■ **WORK INSTRUCTIONS**:
Word for word, print every entry below.

Records drawn from a dataset
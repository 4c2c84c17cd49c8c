//! fretmatch server binary.
//!
//! ```text
//! fretmatch [--config PATH] [serve]
//! fretmatch [--config PATH] seed [--recreate]
//! ```

use std::path::PathBuf;

use clap::{Parser, Subcommand};
use fretmatch::FretmatchConfig;
use fretmatch::server::{init_tracing, install_metrics_recorder, start_server};

#[global_allocator]
static GLOBAL: mimalloc::MiMalloc = mimalloc::MiMalloc;

/// Real-time guitar chord recognition server
#[derive(Parser)]
#[command(name = "fretmatch")]
#[command(version, about)]
struct Cli {
    /// Configuration file (toml, yaml or json)
    #[arg(short, long, env = "FRETMATCH_CONFIG", global = true)]
    config: Option<PathBuf>,

    #[command(subcommand)]
    command: Option<Command>,
}

#[derive(Subcommand)]
enum Command {
    /// Serve WebSocket inference and health endpoints (default)
    Serve,
    /// Create the external index collection and upload the chord catalog
    Seed {
        /// Drop the collection before seeding
        #[arg(long)]
        recreate: bool,
    },
}

#[tokio::main]
async fn main() -> anyhow::Result<()> {
    let cli = Cli::parse();
    let config = FretmatchConfig::load(cli.config.as_deref())?;
    init_tracing(&config.server.log_level, config.server.json_logs);

    match cli.command.unwrap_or(Command::Serve) {
        Command::Serve => {
            let metrics = if config.server.metrics_enabled {
                Some(install_metrics_recorder()?)
            } else {
                None
            };
            start_server(config, metrics).await
        }
        Command::Seed { recreate } => seed(&config, recreate).await,
    }
}

#[cfg(feature = "qdrant")]
async fn seed(config: &FretmatchConfig, recreate: bool) -> anyhow::Result<()> {
    use std::time::Duration;

    use anyhow::Context;
    use fretmatch::index::{QdrantBackend, QdrantConfig};
    use fretmatch::{CatalogSource, ChordCatalog, Projector};

    let url = config
        .index
        .url
        .clone()
        .context("index.url must be set to seed an external index")?;

    let inference = &config.inference;
    let projector = Projector::from_mode(
        inference.embedding_mode,
        inference.projection_path.as_deref(),
    )?;
    let catalog = ChordCatalog::load(
        &CatalogSource::from_path(inference.catalog_path.as_deref()),
        &projector,
    )?;

    // Upserts are far slower than a search; the query timeout does not apply.
    let backend = QdrantBackend::new(
        QdrantConfig {
            url,
            collection: config.index.collection.clone(),
            timeout: Duration::from_secs(30),
            api_key: config.index.api_key.clone(),
        },
        catalog.dim(),
    )?;

    if recreate {
        backend.delete_collection().await?;
        tracing::info!(collection = %config.index.collection, "dropped collection");
    }
    backend.ensure_collection().await?;
    let count = backend.upsert_catalog(&catalog).await?;

    tracing::info!(
        collection = %config.index.collection,
        count,
        dim = catalog.dim(),
        "seeding complete"
    );
    Ok(())
}

#[cfg(not(feature = "qdrant"))]
async fn seed(_config: &FretmatchConfig, _recreate: bool) -> anyhow::Result<()> {
    anyhow::bail!("seeding requires the `qdrant` feature")
}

■ **EXERCISE SOLUTION**:
repository 4c2c84c17cd49c8c
//! fretmatch server binary.
//!
//! ```text
//! fretmatch [--config PATH] [serve]
//! fretmatch [--config PATH] seed [--recreate]
//! ```

use std::path::PathBuf;

use clap::{Parser, Subcommand};
use fretmatch::FretmatchConfig;
use fretmatch::server::{init_tracing, install_metrics_recorder, start_server};

#[global_allocator]
static GLOBAL: mimalloc::MiMalloc = mimalloc::MiMalloc;

/// Real-time guitar chord recognition server
#[derive(Parser)]
#[command(name = "fretmatch")]
#[command(version, about)]
struct Cli {
    /// Configuration file (toml, yaml or json)
    #[arg(short, long, env = "FRETMATCH_CONFIG", global = true)]
    config: Option<PathBuf>,

    #[command(subcommand)]
    command: Option<Command>,
}

#[derive(Subcommand)]
enum Command {
    /// Serve WebSocket inference and health endpoints (default)
    Serve,
    /// Create the external index collection and upload the chord catalog
    Seed {
        /// Drop the collection before seeding
        #[arg(long)]
        recreate: bool,
    },
}

#[tokio::main]
async fn main() -> anyhow::Result<()> {
    let cli = Cli::parse();
    let config = FretmatchConfig::load(cli.config.as_deref())?;
    init_tracing(&config.server.log_level, config.server.json_logs);

    match cli.command.unwrap_or(Command::Serve) {
        Command::Serve => {
            let metrics = if config.server.metrics_enabled {
                Some(install_metrics_recorder()?)
            } else {
                None
            };
            start_server(config, metrics).await
        }
        Command::Seed { recreate } => seed(&config, recreate).await,
    }
}

#[cfg(feature = "qdrant")]
async fn seed(config: &FretmatchConfig, recreate: bool) -> anyhow::Result<()> {
    use std::time::Duration;

    use anyhow::Context;
    use fretmatch::index::{QdrantBackend, QdrantConfig};
    use fretmatch::{CatalogSource, ChordCatalog, Projector};

    let url = config
        .index
        .url
        .clone()
        .context("index.url must be set to seed an external index")?;

    let inference = &config.inference;
    let projector = Projector::from_mode(
        inference.embedding_mode,
        inference.projection_path.as_deref(),
    )?;
    let catalog = ChordCatalog::load(
        &CatalogSource::from_path(inference.catalog_path.as_deref()),
        &projector,
    )?;

    // Upserts are far slower than a search; the query timeout does not apply.
    let backend = QdrantBackend::new(
        QdrantConfig {
            url,
            collection: config.index.collection.clone(),
            timeout: Duration::from_secs(30),
            api_key: config.index.api_key.clone(),
        },
        catalog.dim(),
    )?;

    if recreate {
        backend.delete_collection().await?;
        tracing::info!(collection = %config.index.collection, "dropped collection");
    }
    backend.ensure_collection().await?;
    let count = backend.upsert_catalog(&catalog).await?;

    tracing::info!(
        collection = %config.index.collection,
        count,
        dim = catalog.dim(),
        "seeding complete"
    );
    Ok(())
}

#[cfg(not(feature = "qdrant"))]
async fn seed(_config: &FretmatchConfig, _recreate: bool) -> anyhow::Result<()> {
    anyhow::bail!("seeding requires the `qdrant` feature")
}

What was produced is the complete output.